The woman was expecting to be discharged from the Boston hospital soon, her leg encased in a foam cast, on the mend after she fell at home. Earl, who is preparing for the Unitarian Universalist ministry, had visited the woman in the past.
"You're always smiling," the woman said as she thanked Earl. "That's a good thing."
Of course, there are days when those who minister to the sick and dying show tears instead of smiles. Earl recalled a nocturnal vigil in the neonatal intensive care unit with a mother whose sick baby lingered for several hours and then died.
"There wasn't a lot to say," Earl said. "It was just sort of being with her, so that this person didn't feel alone."
Helping the ill is a part of ministry even for those who don't work as hospital chaplains. Religious denominations increasingly are requiring clinical pastoral education of candidates for ordination. The two-decades-old clinical pastoral program at St. Elizabeth's has earned a national reputation. It was one of the first such programs accredited by United States Catholic authorities, and as part of a hospital network, St. Elizabeth's can tap unusually ample resources for its teaching, said Sister Kay Sheskaitis, a nun in the Immaculate Heart of Mary order, who is with the national bishops' Commission on Certification and Accreditation.
Earl is one of five students who have gone through St. Elizabeth's full-time, five-day-a-week program this year. There are also part-time programs that meet a couple of days each week. All teach the essentials of soul work, from theology to psychology, that complement the physical healing of health care.
"We can be an arm for the physicians . . . to help this patient go home with some inner coping skills, not just a prescription for penicillin," said Sister Mary Anne Gallagher, a supervisor in the program.
"I don't care what they're going to be doing" in ministry, whether it's health care work or not, she said. Learning how to help people through some of life's greatest stresses teaches students about themselves, she said, and that's something "they need to come to grips with before they're ever going to be able to enter into the space of another's suffering."
Indeed, Rabbi Ilene Lerner Bogosian, a former student, said the insights she gained helping patients navigate crises came in handy when she counseled the troubled in her former job as a campus chaplain at Wellesley.
Though St. Elizabeth's is a Catholic institution, its clinical pastoral education program takes students of all faiths, including the already ordained and those preparing for ordination. The program is also accredited by the multifaith Association for Clinical Pastoral Education.
Neither Bogosian nor Earl found themselves chafed by the values of the institution training them. "I don't agree with everything the Catholic tradition advocates, and vice versa," Bogosian said, "but that hasn't been an issue."

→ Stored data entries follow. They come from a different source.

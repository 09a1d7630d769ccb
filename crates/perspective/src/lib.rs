//! Perspective mapping from the camera image plane to a metric ground plane
//!
//! A fixed calibration quadrilateral in the camera image is mapped onto an
//! axis-aligned metric rectangle (a road strip seen from above). The mapping
//! is a 3x3 homography computed once at startup; applying it to a tracked
//! anchor point yields a position whose distances approximate real-world
//! distances, which is what makes speed estimation possible.
//!
//! # Example
//! ```
//! use speed_overlay_common::Point2D;
//! use speed_overlay_perspective::{PerspectiveMapper, SourceRegion, TargetPlane};
//!
//! # fn main() -> Result<(), Box<dyn std::error::Error>> {
//! let region = SourceRegion::new([
//!     Point2D::new(1252.0, 787.0),
//!     Point2D::new(2298.0, 803.0),
//!     Point2D::new(5039.0, 2159.0),
//!     Point2D::new(-550.0, 2159.0),
//! ])?;
//! let plane = TargetPlane::new(25.0, 250.0)?;
//! let mapper = PerspectiveMapper::new(&region, &plane)?;
//!
//! let ground = mapper.transform_point(Point2D::new(1252.0, 787.0))?;
//! assert!(ground.x.abs() < 1e-3 && ground.y.abs() < 1e-3);
//! # Ok(())
//! # }
//! ```

pub mod plugin;

pub use plugin::GroundProjectionPlugin;

use serde::{Deserialize, Serialize};
use speed_overlay_common::Point2D;
use thiserror::Error;
use tracing::debug;

/// Tolerance below which a cross product or pivot is treated as zero
const GEOMETRY_EPS: f64 = 1e-9;

/// Perspective mapping errors
#[derive(Debug, Error)]
pub enum PerspectiveError {
    /// The source or target quadrilateral admits no finite homography
    #[error("Invalid geometry: {0}")]
    InvalidGeometry(String),

    /// A point mapped to a near-zero homogeneous weight
    #[error("Degenerate projection at point ({x}, {y})")]
    DegenerateProjection { x: f64, y: f64 },
}

/// Calibration loaded at startup (YAML via the CLI)
///
/// Defaults match the reference highway calibration: a narrow 25x250 unit
/// strip approximating one road lane length.
#[derive(Debug, Clone, Serialize, Deserialize)]
pub struct CalibrationConfig {
    /// Source quadrilateral corners in pixel space (TL, TR, BR, BL)
    pub source_quad: [[f64; 2]; 4],
    /// Target plane width in metric units
    pub target_width: f64,
    /// Target plane height in metric units
    pub target_height: f64,
}

impl Default for CalibrationConfig {
    fn default() -> Self {
        Self {
            source_quad: [
                [1252.0, 787.0],
                [2298.0, 803.0],
                [5039.0, 2159.0],
                [-550.0, 2159.0],
            ],
            target_width: 25.0,
            target_height: 250.0,
        }
    }
}

impl CalibrationConfig {
    /// Build a mapper from this calibration, failing fast on bad geometry
    pub fn build_mapper(&self) -> Result<PerspectiveMapper, PerspectiveError> {
        let corners = [
            Point2D::new(self.source_quad[0][0], self.source_quad[0][1]),
            Point2D::new(self.source_quad[1][0], self.source_quad[1][1]),
            Point2D::new(self.source_quad[2][0], self.source_quad[2][1]),
            Point2D::new(self.source_quad[3][0], self.source_quad[3][1]),
        ];
        let region = SourceRegion::new(corners)?;
        let plane = TargetPlane::new(self.target_width, self.target_height)?;
        PerspectiveMapper::new(&region, &plane)
    }
}

/// An ordered quadrilateral in image pixel space (TL, TR, BR, BL)
#[derive(Debug, Clone, Copy, Serialize, Deserialize)]
pub struct SourceRegion {
    corners: [Point2D; 4],
}

impl SourceRegion {
    /// Validate and construct a source region.
    ///
    /// Rejects quads with three consecutive collinear corners or (near-)zero
    /// area, since no finite homography exists for them.
    pub fn new(corners: [Point2D; 4]) -> Result<Self, PerspectiveError> {
        validate_quad(&corners, "source region")?;
        Ok(Self { corners })
    }

    pub fn corners(&self) -> &[Point2D; 4] {
        &self.corners
    }

    /// Signed area (shoelace); the sign encodes winding order
    pub fn signed_area(&self) -> f64 {
        signed_area(&self.corners)
    }
}

/// An axis-aligned metric rectangle the source region is mapped onto
#[derive(Debug, Clone, Copy, Serialize, Deserialize)]
pub struct TargetPlane {
    width: f64,
    height: f64,
}

impl TargetPlane {
    pub fn new(width: f64, height: f64) -> Result<Self, PerspectiveError> {
        if !(width > 1.0 && height > 1.0) || !width.is_finite() || !height.is_finite() {
            return Err(PerspectiveError::InvalidGeometry(format!(
                "target plane dimensions must exceed 1 unit, got {width}x{height}"
            )));
        }
        Ok(Self { width, height })
    }

    pub fn width(&self) -> f64 {
        self.width
    }

    pub fn height(&self) -> f64 {
        self.height
    }

    /// Corners in the same winding order as the source region (TL, TR, BR, BL)
    pub fn corners(&self) -> [Point2D; 4] {
        [
            Point2D::new(0.0, 0.0),
            Point2D::new(self.width - 1.0, 0.0),
            Point2D::new(self.width - 1.0, self.height - 1.0),
            Point2D::new(0.0, self.height - 1.0),
        ]
    }
}

/// An immutable 3x3 homography in row-major order
#[derive(Debug, Clone, Copy)]
pub struct PerspectiveTransform {
    m: [[f64; 3]; 3],
}

impl PerspectiveTransform {
    /// Compute the homography mapping each `src` corner onto the matching
    /// `dst` corner, by direct linear transform: eight unknowns (h9 = 1),
    /// two equations per correspondence, solved with Gaussian elimination.
    pub fn from_quads(src: &[Point2D; 4], dst: &[Point2D; 4]) -> Result<Self, PerspectiveError> {
        let mut a = [[0.0f64; 8]; 8];
        let mut b = [0.0f64; 8];

        for i in 0..4 {
            let (x, y) = (src[i].x, src[i].y);
            let (xp, yp) = (dst[i].x, dst[i].y);

            a[i * 2] = [x, y, 1.0, 0.0, 0.0, 0.0, -xp * x, -xp * y];
            b[i * 2] = xp;

            a[i * 2 + 1] = [0.0, 0.0, 0.0, x, y, 1.0, -yp * x, -yp * y];
            b[i * 2 + 1] = yp;
        }

        let h = solve_linear_system(&mut a, &mut b)?;

        Ok(Self {
            m: [
                [h[0], h[1], h[2]],
                [h[3], h[4], h[5]],
                [h[6], h[7], 1.0],
            ],
        })
    }

    /// Apply the homography to one point and normalize by the homogeneous
    /// weight. A near-zero weight means the point lies on the horizon line
    /// of the mapping and has no finite image.
    pub fn apply(&self, p: Point2D) -> Result<Point2D, PerspectiveError> {
        let w = self.m[2][0] * p.x + self.m[2][1] * p.y + self.m[2][2];
        if w.abs() < GEOMETRY_EPS {
            return Err(PerspectiveError::DegenerateProjection { x: p.x, y: p.y });
        }

        let x = (self.m[0][0] * p.x + self.m[0][1] * p.y + self.m[0][2]) / w;
        let y = (self.m[1][0] * p.x + self.m[1][1] * p.y + self.m[1][2]) / w;
        Ok(Point2D::new(x, y))
    }

    /// Row-major matrix entries
    pub fn matrix(&self) -> &[[f64; 3]; 3] {
        &self.m
    }
}

/// Maps pixel-space points onto the calibrated metric ground plane
#[derive(Debug, Clone)]
pub struct PerspectiveMapper {
    transform: PerspectiveTransform,
}

impl PerspectiveMapper {
    /// Build the mapper for a calibration pair.
    ///
    /// The two quadrilaterals must be listed in the same winding order;
    /// a mismatch would silently mirror the ground plane, so it is rejected
    /// here instead.
    pub fn new(region: &SourceRegion, plane: &TargetPlane) -> Result<Self, PerspectiveError> {
        let target_corners = plane.corners();

        let src_area = region.signed_area();
        let dst_area = signed_area(&target_corners);
        if src_area.signum() != dst_area.signum() {
            return Err(PerspectiveError::InvalidGeometry(
                "source region and target plane have opposite winding orders".to_string(),
            ));
        }

        let transform = PerspectiveTransform::from_quads(region.corners(), &target_corners)?;
        debug!(
            "Perspective mapper ready: {:?} -> {}x{} plane",
            region.corners(),
            plane.width(),
            plane.height()
        );

        Ok(Self { transform })
    }

    /// Map a single pixel-space point to the metric plane
    pub fn transform_point(&self, p: Point2D) -> Result<Point2D, PerspectiveError> {
        self.transform.apply(p)
    }

    /// Map a batch of points, preserving count and order.
    ///
    /// Fails on the first degenerate point; callers that want per-point
    /// degradation use [`transform_point`](Self::transform_point) instead.
    pub fn transform_points(&self, points: &[Point2D]) -> Result<Vec<Point2D>, PerspectiveError> {
        let mut out = Vec::with_capacity(points.len());
        for p in points {
            out.push(self.transform.apply(*p)?);
        }
        Ok(out)
    }

    pub fn transform(&self) -> &PerspectiveTransform {
        &self.transform
    }
}

/// Shoelace signed area of a quadrilateral
fn signed_area(corners: &[Point2D; 4]) -> f64 {
    let mut sum = 0.0;
    for i in 0..4 {
        let p = corners[i];
        let q = corners[(i + 1) % 4];
        sum += p.x * q.y - q.x * p.y;
    }
    sum / 2.0
}

/// Reject quads that cannot anchor a homography
fn validate_quad(corners: &[Point2D; 4], what: &str) -> Result<(), PerspectiveError> {
    for p in corners {
        if !p.x.is_finite() || !p.y.is_finite() {
            return Err(PerspectiveError::InvalidGeometry(format!(
                "{what} has a non-finite corner ({}, {})",
                p.x, p.y
            )));
        }
    }

    // No three consecutive corners may be collinear
    for i in 0..4 {
        let a = corners[i];
        let b = corners[(i + 1) % 4];
        let c = corners[(i + 2) % 4];
        let cross = (b.x - a.x) * (c.y - a.y) - (b.y - a.y) * (c.x - a.x);
        if cross.abs() < GEOMETRY_EPS {
            return Err(PerspectiveError::InvalidGeometry(format!(
                "{what} has collinear corners at indices {}, {}, {}",
                i,
                (i + 1) % 4,
                (i + 2) % 4
            )));
        }
    }

    if signed_area(corners).abs() < GEOMETRY_EPS {
        return Err(PerspectiveError::InvalidGeometry(format!(
            "{what} has zero area"
        )));
    }

    Ok(())
}

/// Solve an 8x8 linear system using Gaussian elimination with partial
/// pivoting. A vanishing pivot means the corner correspondences are
/// degenerate and the system has no unique solution.
fn solve_linear_system(
    a: &mut [[f64; 8]; 8],
    b: &mut [f64; 8],
) -> Result<[f64; 8], PerspectiveError> {
    let n = 8;

    for col in 0..n {
        // Find pivot
        let mut max_row = col;
        let mut max_val = a[col][col].abs();
        for row in (col + 1)..n {
            if a[row][col].abs() > max_val {
                max_val = a[row][col].abs();
                max_row = row;
            }
        }

        if max_val < GEOMETRY_EPS {
            return Err(PerspectiveError::InvalidGeometry(
                "corner correspondences produce a singular system".to_string(),
            ));
        }

        if max_row != col {
            a.swap(col, max_row);
            b.swap(col, max_row);
        }

        // Eliminate below the pivot
        for row in (col + 1)..n {
            let factor = a[row][col] / a[col][col];
            for k in col..n {
                a[row][k] -= factor * a[col][k];
            }
            b[row] -= factor * b[col];
        }
    }

    // Back substitution
    let mut x = [0.0f64; 8];
    for row in (0..n).rev() {
        let mut sum = b[row];
        for k in (row + 1)..n {
            sum -= a[row][k] * x[k];
        }
        x[row] = sum / a[row][row];
    }

    Ok(x)
}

At any rate those moments of helping others transcend denominations. Bogosian's most profound experience in the program came at the end of a long, tiring day, when she was asked to help a Russian Jewish woman whose father was dying. It wasn't a scheduled visit -- she almost left, after being unable to locate the daughter -- but Bogosian finally tracked down the woman and accompanied her to the room, where the woman's father was asleep.
The family was not versed in Judaism, so Bogosian explained some Jewish tradition about death. As a nurse checked on the slumbering patient, the rabbi and the daughter began discussing the family's history.
"We were talking about the wonderful legacy that this man had given his family by bringing them to this country, a place where his grandchildren, this woman's children, were able to get education in Jewish tradition, and a lot of other things, and many other opportunities," she said. "And while we were having that conversation, the nurse turned around and gave me a look. The patient died at that moment."
The daughter reached out and grabbed Bogosian's hand, wanting another person there at that moment. In the ensuing minutes, Bogosian alternated between sitting with the woman and leaving her to be alone.
"This isn't a science, though it's informed by science. There's an art to this, too," she said. In the end, she remembers how they talked during the man's final moments. "I'd like to believe that our conversation was a help to him, to let go."